Word for word, restate each entry in the listing below.

### EXCERPTED DATA
....

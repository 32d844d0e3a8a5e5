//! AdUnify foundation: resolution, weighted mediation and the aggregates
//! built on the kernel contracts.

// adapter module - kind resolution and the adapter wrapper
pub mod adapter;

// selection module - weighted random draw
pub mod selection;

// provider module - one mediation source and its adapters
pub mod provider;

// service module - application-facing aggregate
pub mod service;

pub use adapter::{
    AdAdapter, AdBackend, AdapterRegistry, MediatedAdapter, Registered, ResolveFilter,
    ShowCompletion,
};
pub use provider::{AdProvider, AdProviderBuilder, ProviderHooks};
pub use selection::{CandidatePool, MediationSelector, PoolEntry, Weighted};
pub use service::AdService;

....

### SOLUTION
repository 32d844d0e3a8a5e5
//! AdUnify foundation: resolution, weighted mediation and the aggregates
//! built on the kernel contracts.

// adapter module - kind resolution and the adapter wrapper
pub mod adapter;

// selection module - weighted random draw
pub mod selection;

// provider module - one mediation source and its adapters
pub mod provider;

// service module - application-facing aggregate
pub mod service;

pub use adapter::{
    AdAdapter, AdBackend, AdapterRegistry, MediatedAdapter, Registered, ResolveFilter,
    ShowCompletion,
};
pub use provider::{AdProvider, AdProviderBuilder, ProviderHooks};
pub use selection::{CandidatePool, MediationSelector, PoolEntry, Weighted};
pub use service::AdService;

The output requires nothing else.